Брат в отличие от своего друга шарашит залпом. Ставит стопку, берет один из любовно приготовленных Лешкой бутербродов, занюхивает и кладет обратно. Внутри у Ворожцова все сжимается, будто это он заглотил стопарь. Павел не закусывает уже неделю.

Лешка, напротив, с удовольствием уминает свой бутерброд.

— Запивать не правильно, — поучает он, но произнесенные слова звучат не нравоучением, а житейским наблюдением старшего товарища. — Занюхивать — тем более.

— Закуска градус крадет, — мрачно отвечает Павел.

Мрачность у него включается всякий раз, когда проходит похмелье.

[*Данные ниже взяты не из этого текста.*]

use crate::check_fragment_id;
use crate::check_range;
use crate::BackendError;
use crate::BackendLimits;
use crate::BackendResult;
use crate::CommitFragmentsInput;
use crate::CreateFromBytesInput;
use crate::CreateObjectInput;
use crate::FragmentInfo;
use crate::ObjectPath;
use crate::ReadRangeInput;
use crate::StorageBackend;
use crate::WriteFragmentInput;
use crate::WriteRangeInput;
use crate::MIB;
use async_trait::async_trait;
use off64::u64;
use off64::usz;
use std::ffi::OsString;
use std::io;
use std::io::SeekFrom;
use std::path::Path;
use std::path::PathBuf;
use tokio::fs::create_dir_all;
use tokio::fs::metadata;
use tokio::fs::read_dir;
use tokio::fs::remove_dir_all;
use tokio::fs::rename;
use tokio::fs::File;
use tokio::fs::OpenOptions;
use tokio::io::AsyncReadExt;
use tokio::io::AsyncSeekExt;
use tokio::io::AsyncWriteExt;
use tracing::debug;

/// POSIX-like shared filesystem (e.g. a Lustre or NFS mount). Containers are directories under `prefix`. Uncommitted fragments are staged as individual files in a hidden sibling directory of the object, and a commit concatenates them into a temporary file that is then renamed over the object.
pub struct FileSystemStore {
  prefix: PathBuf,
  limits: BackendLimits,
  /// Call fsync after every write.
  sync: bool,
}

impl FileSystemStore {
  pub fn new(prefix: PathBuf, limits: BackendLimits, sync: bool) -> Self {
    Self {
      prefix,
      limits,
      sync,
    }
  }

  pub fn default_limits() -> BackendLimits {
    BackendLimits {
      fragment_limit: 100 * MIB,
      section_limit: 1024 * MIB,
      precision: 3,
    }
  }

  fn get_path(&self, target: &ObjectPath) -> PathBuf {
    let mut path = self.prefix.clone();
    path.push(&target.container);
    path.push(&target.path);
    path
  }

  fn sibling(path: &Path, suffix: &str) -> PathBuf {
    let mut name = OsString::from(".");
    name.push(path.file_name().unwrap_or_default());
    name.push(suffix);
    path.with_file_name(name)
  }

  fn get_fragments_dir(&self, target: &ObjectPath) -> PathBuf {
    Self::sibling(&self.get_path(target), ".fragments")
  }

  async fn ensure_parent(path: &Path) -> BackendResult<()> {
    if let Some(parent) = path.parent() {
      create_dir_all(parent).await?;
    };
    Ok(())
  }

  async fn finish_write(&self, mut f: File) -> BackendResult<()> {
    f.flush().await?;
    if self.sync {
      f.sync_data().await?;
    };
    Ok(())
  }
}

#[async_trait]
impl StorageBackend for FileSystemStore {
  fn name(&self) -> &'static str {
    "fs"
  }

  fn limits(&self) -> BackendLimits {
    self.limits
  }

  fn metrics(&self) -> Vec<(&'static str, u64)> {
    vec![]
  }

  async fn get_size(&self, target: &ObjectPath) -> BackendResult<u64> {
    Ok(metadata(self.get_path(target)).await?.len())
  }

  async fn read_range<'a>(&'a self, input: ReadRangeInput<'a>) -> BackendResult<Vec<u8>> {
    let path = self.get_path(input.target);
    let mut f = File::open(&path).await?;
    let size = f.metadata().await?.len();
    check_range(size, input.start, input.end, None)?;
    f.seek(SeekFrom::Start(input.start)).await?;
    let mut buf = vec![0u8; usz!(input.end - input.start + 1)];
    f.read_exact(&mut buf).await?;
    Ok(buf)
  }

  async fn read_all(&self, target: &ObjectPath) -> BackendResult<Vec<u8>> {
    Ok(tokio::fs::read(self.get_path(target)).await?)
  }

  async fn write_fragment<'a>(&'a self, input: WriteFragmentInput<'a>) -> BackendResult<()> {
    check_fragment_id(input.fragment_id)?;
    if u64!(input.data.len()) > self.limits.fragment_limit {
      return Err(BackendError::FragmentTooLarge);
    };
    let dir = self.get_fragments_dir(input.target);
    create_dir_all(&dir).await?;
    let mut f = File::create(dir.join(input.fragment_id)).await?;
    f.write_all(input.data).await?;
    self.finish_write(f).await
  }

  async fn list_uncommitted_fragments(&self, target: &ObjectPath) -> BackendResult<Vec<FragmentInfo>> {
    let dir = self.get_fragments_dir(target);
    let mut entries = match read_dir(&dir).await {
      Ok(entries) => entries,
      Err(err) if err.kind() == io::ErrorKind::NotFound => return Ok(Vec::new()),
      Err(err) => return Err(err.into()),
    };
    let mut out = Vec::new();
    while let Some(entry) = entries.next_entry().await? {
      // Anything that isn't valid UTF-8 wasn't written by us.
      let Ok(id) = entry.file_name().into_string() else {
        continue;
      };
      out.push(FragmentInfo {
        id,
        size: entry.metadata().await?.len(),
      });
    }
    Ok(out)
  }

  async fn commit_fragments<'a>(&'a self, input: CommitFragmentsInput<'a>) -> BackendResult<()> {
    let path = self.get_path(input.target);
    let dir = self.get_fragments_dir(input.target);
    let tmp = Self::sibling(&path, ".commit");
    Self::ensure_parent(&path).await?;
    let mut out = File::create(&tmp).await?;
    for id in input.ordered_ids.iter() {
      check_fragment_id(id)?;
      let mut frag = match File::open(dir.join(id)).await {
        Ok(f) => f,
        Err(err) if err.kind() == io::ErrorKind::NotFound => {
          return Err(BackendError::FragmentNotFound(id.clone()));
        }
        Err(err) => return Err(err.into()),
      };
      tokio::io::copy(&mut frag, &mut out).await?;
    }
    out.flush().await?;
    // Always sync before the rename, otherwise a crash could expose a renamed but empty object.
    out.sync_all().await?;
    drop(out);
    rename(&tmp, &path).await?;
    match remove_dir_all(&dir).await {
      Err(err) if err.kind() != io::ErrorKind::NotFound => return Err(err.into()),
      _ => {}
    };
    debug!(object = %input.target, fragments = input.ordered_ids.len(), "committed fragments");
    Ok(())
  }

  async fn create_object<'a>(&'a self, input: CreateObjectInput<'a>) -> BackendResult<()> {
    let path = self.get_path(input.target);
    Self::ensure_parent(&path).await?;
    let f = File::create(&path).await?;
    f.set_len(input.size).await?;
    self.finish_write(f).await
  }

  async fn write_range<'a>(&'a self, input: WriteRangeInput<'a>) -> BackendResult<()> {
    if u64!(input.data.len()) > self.limits.fragment_limit {
      return Err(BackendError::FragmentTooLarge);
    };
    let path = self.get_path(input.target);
    // Ranges may only be written within the pre-allocated size, like a file share.
    let mut f = OpenOptions::new().write(true).open(&path).await?;
    let size = f.metadata().await?.len();
    check_range(size, input.start, input.end, Some(u64!(input.data.len())))?;
    f.seek(SeekFrom::Start(input.start)).await?;
    f.write_all(input.data).await?;
    self.finish_write(f).await
  }

  async fn create_from_bytes<'a>(&'a self, input: CreateFromBytesInput<'a>) -> BackendResult<()> {
    if u64!(input.data.len()) > self.limits.section_limit {
      return Err(BackendError::ObjectTooLarge);
    };
    let path = self.get_path(input.target);
    Self::ensure_parent(&path).await?;
    let mut f = File::create(&path).await?;
    f.write_all(input.data).await?;
    self.finish_write(f).await
  }
}
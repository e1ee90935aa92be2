pub mod connection;
pub mod schema;

pub use connection::*;
pub use schema::*;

Потом он снова надирается и либо забывается, либо впадает в истерику. Так происходит уже не дни — недели.

— Хочешь надраться и вытравить прошлое? — невинно интересуется Эпштейн.

Павел кивает:

— Уже давно.

— И как, — заботливо уточняет Лешка, — выходит?

— Ага, входит и выходит.

Павел показывает, как недавно совал два пальца в рот. Хмурится еще сильнее, мотает тяжелой головой, болезненно морщится. Видно, похмелье до конца так и не отпустило.

— Так с чего ж ты решил, что в этот раз получится, если в прошлые разы не удалось?

Брат тянется за бутылкой. Эпштейн перехватывает его руку.

— Погоди.

Павел смотрит с неудовольствием. Брови насуплены. Глаза маленькие, красные и злые.

— Ты мне пришел нотации читать? — спрашивает он.

— Вот еще! Если б я пришел, как ты говоришь, нотации читать, я б тебе сейчас втирал, что пить нехорошо. А я, как видишь, сижу с тобой рядом, пью, закусываю.